### Activity
Which lines of the entries below contain the string "writeln"? Copy each one.

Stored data
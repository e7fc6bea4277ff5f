//! Ledger entries, bill definitions, and occurrence expansion.

pub mod recurring;
pub mod time_interval;
pub mod transaction;

pub use recurring::{expand, generate_occurrences, lookup_payment, BillOccurrence};
pub use time_interval::MonthWindow;
pub use transaction::{
    BillDefinition, BillFields, BillPayment, Frequency, LedgerEntry, Transaction,
};
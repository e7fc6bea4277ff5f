#![allow(dead_code)]

use std::sync::Mutex;

use billsync_core::{
    config::ConfigManager, core::LedgerManager, ledger::LedgerEntry, storage::JsonStorage,
};
use chrono::NaiveDate;
use once_cell::sync::Lazy;
use tempfile::TempDir;

/// Holds TempDir guards so temporary folders live for the duration of the test run.
static TEST_DIRS: Lazy<Mutex<Vec<TempDir>>> = Lazy::new(|| Mutex::new(Vec::new()));

/// Creates isolated managers backed by unique directories for each test.
pub fn setup_test_env() -> (LedgerManager, ConfigManager) {
    let temp = TempDir::new().expect("create temp dir");
    let base = temp.path().to_path_buf();
    TEST_DIRS.lock().expect("lock temp dir registry").push(temp);

    let storage = JsonStorage::new(Some(base.clone()), Some(3)).expect("create json storage backend");
    let ledger_manager = LedgerManager::new(Box::new(storage));
    let config_manager =
        ConfigManager::with_base_dir(base).expect("create config manager for temp dir");

    (ledger_manager, config_manager)
}

pub fn date(y: i32, m: u32, d: u32) -> NaiveDate {
    NaiveDate::from_ymd_opt(y, m, d).expect("valid date")
}

pub fn bill<'a>(entries: &'a [LedgerEntry], id: &str) -> &'a billsync_core::ledger::BillDefinition {
    entries
        .iter()
        .filter_map(LedgerEntry::as_bill)
        .find(|def| def.id() == id)
        .expect("bill present")
}

pub fn txn<'a>(entries: &'a [LedgerEntry], id: &str) -> &'a billsync_core::ledger::Transaction {
    entries
        .iter()
        .filter_map(LedgerEntry::as_plain)
        .find(|txn| txn.key() == id)
        .expect("transaction present")
}
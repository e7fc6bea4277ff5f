use dialoguer::theme::ColorfulTheme;

use crate::{
    config::{Config, ConfigManager},
    core::LedgerManager,
};

use super::registry::CommandRegistry;

#[derive(Debug, Clone, Copy, PartialEq, Eq)]
pub enum CliMode {
    Interactive,
    Script,
}

pub struct ShellContext {
    pub mode: CliMode,
    pub registry: CommandRegistry,
    pub manager: LedgerManager,
    pub theme: ColorfulTheme,
    pub config_manager: ConfigManager,
    pub config: Config,
    pub running: bool,
}
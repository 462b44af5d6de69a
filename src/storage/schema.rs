use anyhow::{Context, Result};
use rusqlite::Connection;

pub fn apply(conn: &Connection) -> Result<()> {
    conn.execute_batch(
        r#"
        CREATE TABLE IF NOT EXISTS slots (
            name TEXT PRIMARY KEY,
            value TEXT NOT NULL,
            updated_at INTEGER NOT NULL
        );
        "#,
    )
    .context("applying schema")?;
    Ok(())
}
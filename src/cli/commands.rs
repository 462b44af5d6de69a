use std::fmt::Write as _;
use std::io::{self, Read};

use anyhow::{bail, Context, Result};
use clap::{Args, Subcommand};
use time::format_description::well_known::Rfc3339;
use time::OffsetDateTime;

use crate::app::Workspace;
use crate::repo::NoteId;
use crate::text;

#[derive(Args, Debug, Clone)]
pub struct CategoryArgs {
    #[command(subcommand)]
    pub command: CategoryCommand,
}

#[derive(Subcommand, Debug, Clone)]
pub enum CategoryCommand {
    /// Create an empty category
    Add(CategoryNameArgs),
    /// Delete a category together with all of its notes
    Rm(CategoryRmArgs),
    /// List categories with their note counts
    List,
}

#[derive(Args, Debug, Clone)]
pub struct CategoryNameArgs {
    /// Category name (whitespace trimmed)
    pub name: String,
}

#[derive(Args, Debug, Clone)]
pub struct CategoryRmArgs {
    pub name: String,
    /// Skip the confirmation prompt
    #[arg(long)]
    pub yes: bool,
}

#[derive(Args, Debug, Clone)]
pub struct NoteArgs {
    #[command(subcommand)]
    pub command: NoteCommand,
}

#[derive(Subcommand, Debug, Clone)]
pub enum NoteCommand {
    /// Create a note with the default name in a category
    New(NoteNewArgs),
    /// Delete a note
    Rm(NoteRmArgs),
    /// List notes, optionally restricted to one category
    List(NoteListArgs),
    /// Print a note as plain text
    Show(NoteShowArgs),
    /// Replace a note's body; the note is renamed after its first line
    Edit(NoteEditArgs),
}

#[derive(Args, Debug, Clone)]
pub struct NoteNewArgs {
    pub category: String,
}

#[derive(Args, Debug, Clone)]
pub struct NoteRefArgs {
    pub category: String,
    pub name: String,
}

impl NoteRefArgs {
    fn id(&self) -> NoteId {
        NoteId::new(self.category.as_str(), self.name.as_str())
    }
}

#[derive(Args, Debug, Clone)]
pub struct NoteRmArgs {
    #[command(flatten)]
    pub note: NoteRefArgs,
    /// Skip the confirmation prompt
    #[arg(long)]
    pub yes: bool,
}

#[derive(Args, Debug, Clone)]
pub struct NoteListArgs {
    pub category: Option<String>,
}

#[derive(Args, Debug, Clone)]
pub struct NoteShowArgs {
    #[command(flatten)]
    pub note: NoteRefArgs,
    /// Print the stored HTML instead of the rendered text
    #[arg(long)]
    pub html: bool,
}

#[derive(Args, Debug, Clone)]
pub struct NoteEditArgs {
    #[command(flatten)]
    pub note: NoteRefArgs,
    /// New HTML body. If omitted, reads from stdin.
    #[arg(long)]
    pub body: Option<String>,
}

pub fn handle_category_command(workspace: &mut Workspace, args: CategoryArgs) -> Result<()> {
    let output = match args.command {
        CategoryCommand::Add(args) => category_add(workspace, &args.name)?,
        CategoryCommand::Rm(args) => {
            let count = workspace
                .list_notes_in(&args.name)
                .map(<[String]>::len)
                .unwrap_or_default();
            if !args.yes
                && !confirm(&format!(
                    "Delete category '{}' and its {count} note{}?",
                    args.name,
                    plural(count)
                ))?
            {
                println!("Aborted.");
                return Ok(());
            }
            category_rm(workspace, &args.name)?
        }
        CategoryCommand::List => category_list(workspace),
    };
    print!("{output}");
    Ok(())
}

pub fn handle_note_command(workspace: &mut Workspace, args: NoteArgs) -> Result<()> {
    let output = match args.command {
        NoteCommand::New(args) => note_new(workspace, &args.category)?,
        NoteCommand::Rm(args) => {
            let id = args.note.id();
            if !args.yes && !confirm(&format!("Delete note '{id}'?"))? {
                println!("Aborted.");
                return Ok(());
            }
            note_rm(workspace, &id)?
        }
        NoteCommand::List(args) => note_list(workspace, args.category.as_deref())?,
        NoteCommand::Show(args) => note_show(workspace, &args.note.id(), args.html)?,
        NoteCommand::Edit(args) => {
            let body = match args.body {
                Some(body) => body,
                None => match read_stdin()? {
                    Some(body) => body,
                    None => bail!("no body given: pass --body or pipe HTML on stdin"),
                },
            };
            note_edit(workspace, &args.note.id(), &body)?
        }
    };
    print!("{output}");
    Ok(())
}

fn category_add(workspace: &mut Workspace, name: &str) -> Result<String> {
    workspace
        .create_category(name)
        .with_context(|| format!("creating category '{name}'"))?;
    Ok(format!("Created category '{}'\n", name.trim()))
}

fn category_rm(workspace: &mut Workspace, name: &str) -> Result<String> {
    let removed = workspace
        .delete_category(name)
        .with_context(|| format!("deleting category '{name}'"))?;
    Ok(format!(
        "Deleted category '{name}' (removed {} note{})\n",
        removed.len(),
        plural(removed.len())
    ))
}

fn category_list(workspace: &Workspace) -> String {
    let categories = workspace.list_categories();
    if categories.is_empty() {
        return "(no categories)\n".to_string();
    }
    let mut out = String::new();
    for name in categories {
        let count = workspace
            .list_notes_in(name)
            .map(<[String]>::len)
            .unwrap_or_default();
        let _ = writeln!(&mut out, "{name}  ({count} note{})", plural(count));
    }
    out
}

fn note_new(workspace: &mut Workspace, category: &str) -> Result<String> {
    let id = workspace
        .create_note(category)
        .with_context(|| format!("creating note in '{category}'"))?;
    Ok(format!("Created note '{id}'\n"))
}

fn note_rm(workspace: &mut Workspace, id: &NoteId) -> Result<String> {
    workspace
        .delete_note(id)
        .with_context(|| format!("deleting note '{id}'"))?;
    Ok(format!("Deleted note '{id}'\n"))
}

fn note_list(workspace: &Workspace, category: Option<&str>) -> Result<String> {
    let categories = match category {
        Some(name) => {
            if workspace.list_notes_in(name).is_none() {
                bail!("category '{name}' not found");
            }
            vec![name]
        }
        None => workspace.list_categories(),
    };
    let mut out = String::new();
    for name in categories {
        let _ = writeln!(&mut out, "{name}");
        let notes = workspace.list_notes_in(name).unwrap_or_default();
        if notes.is_empty() {
            let _ = writeln!(&mut out, "    (empty)");
        }
        for note in notes {
            let id = NoteId::new(name, note.as_str());
            let created = workspace
                .created_at(&id)
                .map(format_timestamp)
                .unwrap_or_else(|| "-".to_string());
            let _ = writeln!(&mut out, "    {note}  [{created}]");
        }
    }
    Ok(out)
}

fn note_show(workspace: &Workspace, id: &NoteId, html: bool) -> Result<String> {
    let Some(body) = workspace.body(id) else {
        bail!("note '{id}' not found");
    };
    let mut out = String::new();
    let _ = writeln!(&mut out, "# {id}");
    if let Some(created) = workspace.created_at(id) {
        let _ = writeln!(&mut out, "created {}", format_timestamp(created));
    }
    if let Some(stats) = workspace.stats(id) {
        let _ = writeln!(
            &mut out,
            "{} character{}, {} line{}",
            stats.chars,
            plural(stats.chars),
            stats.lines,
            plural(stats.lines)
        );
    }
    out.push('\n');
    if html {
        let _ = writeln!(&mut out, "{body}");
    } else {
        for line in text::plain_text(body).lines() {
            let _ = writeln!(&mut out, "{line}");
        }
    }
    Ok(out)
}

/// Stores `body` and settles the rename right away instead of waiting out the
/// quiet period.
fn note_edit(workspace: &mut Workspace, id: &NoteId, body: &str) -> Result<String> {
    workspace
        .open(id)
        .with_context(|| format!("opening note '{id}'"))?;
    workspace.edit_active(body)?;
    let report = workspace.flush().context("saving edited note")?;
    Ok(match report.renamed {
        Some((from, to)) => format!("Updated '{from}', renamed to '{to}'\n"),
        None => format!("Updated '{id}'\n"),
    })
}

fn confirm(question: &str) -> Result<bool> {
    let answer = prompt(&format!("{question} [y/N]"))?;
    Ok(matches!(answer.trim(), "y" | "Y" | "yes" | "YES"))
}

fn prompt(label: &str) -> Result<String> {
    use std::io::Write;
    let mut stdout = io::stdout();
    write!(stdout, "{}: ", label)?;
    stdout.flush()?;
    let mut input = String::new();
    io::stdin().read_line(&mut input)?;
    Ok(input.trim_end().to_owned())
}

fn read_stdin() -> Result<Option<String>> {
    if atty::is(atty::Stream::Stdin) {
        return Ok(None);
    }
    let mut buf = String::new();
    io::stdin().read_to_string(&mut buf)?;
    Ok(Some(buf))
}

pub(crate) fn format_timestamp(at: OffsetDateTime) -> String {
    at.format(&Rfc3339).unwrap_or_else(|_| at.unix_timestamp().to_string())
}

pub(crate) fn plural(count: usize) -> &'static str {
    if count == 1 {
        ""
    } else {
        "s"
    }
}
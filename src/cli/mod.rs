use std::env;
use std::path::PathBuf;

use anyhow::{Context, Result};
use clap::{Parser, Subcommand};
use once_cell::sync::OnceCell;
use tracing_subscriber::{fmt, EnvFilter};

use crate::app::Workspace;
use crate::config::{ConfigLoader, CONFIG_ENV, DATA_ENV};
use crate::storage;

pub mod commands;
pub mod shell;

use self::commands::{CategoryArgs, NoteArgs};

#[derive(Parser, Debug)]
#[command(
    name = "journal",
    version,
    about = "Tabbed note journal with rename-on-edit"
)]
pub struct Cli {
    #[command(subcommand)]
    pub command: Option<Commands>,

    /// Override the config file location (takes precedence over JOURNAL_CONFIG)
    #[arg(long)]
    pub config: Option<PathBuf>,

    /// Override the data directory (takes precedence over JOURNAL_DATA)
    #[arg(long)]
    pub data_dir: Option<PathBuf>,

    /// Minimum log level (trace, debug, info, warn, error)
    #[arg(long, default_value = "info")]
    pub log_level: String,
}

#[derive(Subcommand, Debug)]
pub enum Commands {
    /// Start an interactive session (default)
    Shell,
    /// Manage categories
    Category(CategoryArgs),
    /// Manage notes
    Note(NoteArgs),
}

pub fn run() -> Result<()> {
    let cli = Cli::parse();

    if let Some(path) = &cli.config {
        env::set_var(CONFIG_ENV, path);
    }
    if let Some(path) = &cli.data_dir {
        env::set_var(DATA_ENV, path);
    }

    let loader = ConfigLoader::discover()?;
    loader.paths().ensure_directories()?;
    init_tracing(&cli.log_level)
        .with_context(|| format!("initialising logging at level {}", cli.log_level))?;
    let config = loader.load_or_init()?;
    let store = storage::init(loader.paths(), &config.storage)?;
    tracing::debug!(db = %store.database_path().display(), "journal store ready");

    let mut workspace = Workspace::load(Box::new(store), &config.debounce);
    let command = cli.command.unwrap_or(Commands::Shell);
    match command {
        Commands::Shell => shell::run_interactive(&mut workspace),
        Commands::Category(args) => commands::handle_category_command(&mut workspace, args),
        Commands::Note(args) => commands::handle_note_command(&mut workspace, args),
    }
}

fn init_tracing(level: &str) -> Result<()> {
    static INIT: OnceCell<()> = OnceCell::new();
    INIT.get_or_try_init(|| {
        let env_filter = EnvFilter::try_new(level).unwrap_or_else(|_| EnvFilter::new("info"));
        fmt()
            .with_env_filter(env_filter)
            .with_writer(std::io::stderr)
            .init();
        Ok(())
    })
    .map(|_| ())
}
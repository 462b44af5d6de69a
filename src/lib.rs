pub mod app;
pub mod cli;
pub mod config;
pub mod error;
pub mod journaling;
pub mod repo;
pub mod storage;
pub mod tabs;
pub mod text;

pub use app::Workspace;
pub use config::{AppConfig, ConfigLoader, ConfigPaths};
pub use error::{JournalError, JournalResult, WorkspaceError};
pub use repo::{NoteId, NoteRepository};
pub use storage::{MemoryStore, SlotStore, StorageHandle};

### Answer space
        let _ = writeln!(&mut out, "{name}  ({count} note{})", plural(count));
        let _ = writeln!(&mut out, "{name}");
            let _ = writeln!(&mut out, "    (empty)");
            let _ = writeln!(&mut out, "    {note}  [{created}]");
    let _ = writeln!(&mut out, "# {id}");
        let _ = writeln!(&mut out, "created {}", format_timestamp(created));
        let _ = writeln!(
        let _ = writeln!(&mut out, "{body}");
            let _ = writeln!(&mut out, "{line}");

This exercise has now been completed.